2. Thomas Oden, Pastoral Theology: Essentials for Ministry (San Francisco: Harper & Row, 1983).
3. Craig Keener, Gift and Giver: The Holy Spirit for Today (Grand Rapids: Baker, 2001).
4. Colin Gunton, The Promise of the Trinity (Edinburgh: T & T Clark, 1991).
5. David Cunningham, These Three Are one, The Practice of Trinitarian Theology (Oxford; Blackwell, 1998).
6. Dietrich Bonhoeffer, Life Together (New york: Guilford, 1995).
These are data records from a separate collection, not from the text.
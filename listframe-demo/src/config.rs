use std::env;
use std::path::PathBuf;
use std::time::Duration;

use simplelog::LevelFilter;

/// Demo settings, read from the environment.
///
/// - `LISTFRAME_LOG`: log level (`off`, `error`, ... `trace`), default `debug`
/// - `LISTFRAME_LOG_FILE`: log path, default `listframe-demo.log`
#[derive(Debug, Clone)]
pub struct DemoConfig {
    pub log_file: PathBuf,
    pub log_level: LevelFilter,
    /// Longest wait for input before timers and redraw get a turn.
    pub poll_interval: Duration,
}

impl Default for DemoConfig {
    fn default() -> Self {
        Self {
            log_file: PathBuf::from("listframe-demo.log"),
            log_level: LevelFilter::Debug,
            poll_interval: Duration::from_millis(50),
        }
    }
}

impl DemoConfig {
    pub fn from_env() -> Self {
        let mut config = Self::default();
        if let Ok(path) = env::var("LISTFRAME_LOG_FILE") {
            config.log_file = PathBuf::from(path);
        }
        if let Ok(level) = env::var("LISTFRAME_LOG") {
            match level.parse() {
                Ok(level) => config.log_level = level,
                Err(_) => eprintln!("ignoring LISTFRAME_LOG={level:?}: not a log level"),
            }
        }
        config
    }
}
Seamands deeply challenged me to look at my ministry and look for the handprints of the nature and attributes of a triune God. It’s a journey that is still evolving. I have preached from 1 John 1:3 which states “And our fellowship is with the Father, and with his Son, Jesus Christ”. John is proclaiming that the words of life are spoken so that hearers could have fellowship with him and other Christians. He also defines the fellowship as with the Father and the Son. I have always thought of that fellowship, including the Holy Spirit, of being on a personal level and how it affected my spiritual growth and personal relationship with other Christians and God. I never associated that fellowship as shaping my ministry and maybe it is due to the fact that I always thought of ministry as something I did instead of an extension of who I am. While I am deeply dependent on God, I looked at the outcome as the evaluation of ministry. Seamands prays that I should use his seven characteristics of Trinitarian life to evaluate my ministry (p. 19). His description of ministry in the image of God as being full equal, glad submission, joyful intimacy, and mutual deference (p. 35) makes sense for a great working ministry relationship. I have worked with some pastors who have exhibited these qualities, and sadly, many who have exhibited self promotion, that is absent in the characteristics of the Trinity.
One of my favorite scripture verses is Ephesians 1:17 where Paul prays that God would give us the Spirit of wisdom and revelation so that we may know him better. Many times I let my agenda dictate my actions. I know my heart breaks for the things that break God’s heart however many times I forget, no I ignore, my personal relationship for the tasks at hand. Could that be why Jesus said “the poor you will always have with you…” (Matt 26:11). The author clearly states the obvious that it is our relationship with God that defines us (p. 62) yet living in the tension of being and doing can be a struggle. I have to be intentional about this part of my life and thankfully I have a spouse and accountability partners that wants me to be a godly father, husband, friend and pastor.
I have a joy in Christ and am comfortable with myself. I know God loves me and He has expressed that love in tangible and miraculous ways. I have heard gentle whispers and miracles that proclaim a God, who would move heaven and earth for me. I don’t have issues with surrender, self-acceptance, indwelling and mission however I now understand how they relate to the characteristics of the Trinity and my ministry. I also understand how having a proper Trinitarian theology makes sense in evaluating ministry. It makes you look to relationships with God and others as the litmus test to success. It speaks to community and each person fulfilling their role in God’s plan thus taking a lot of the burden off my shoulders and placing them on God’s shoulders, or rightly, on the shoulders of the fellowship. The Trinitarian theology will helps me to focus on the mission with the right heart.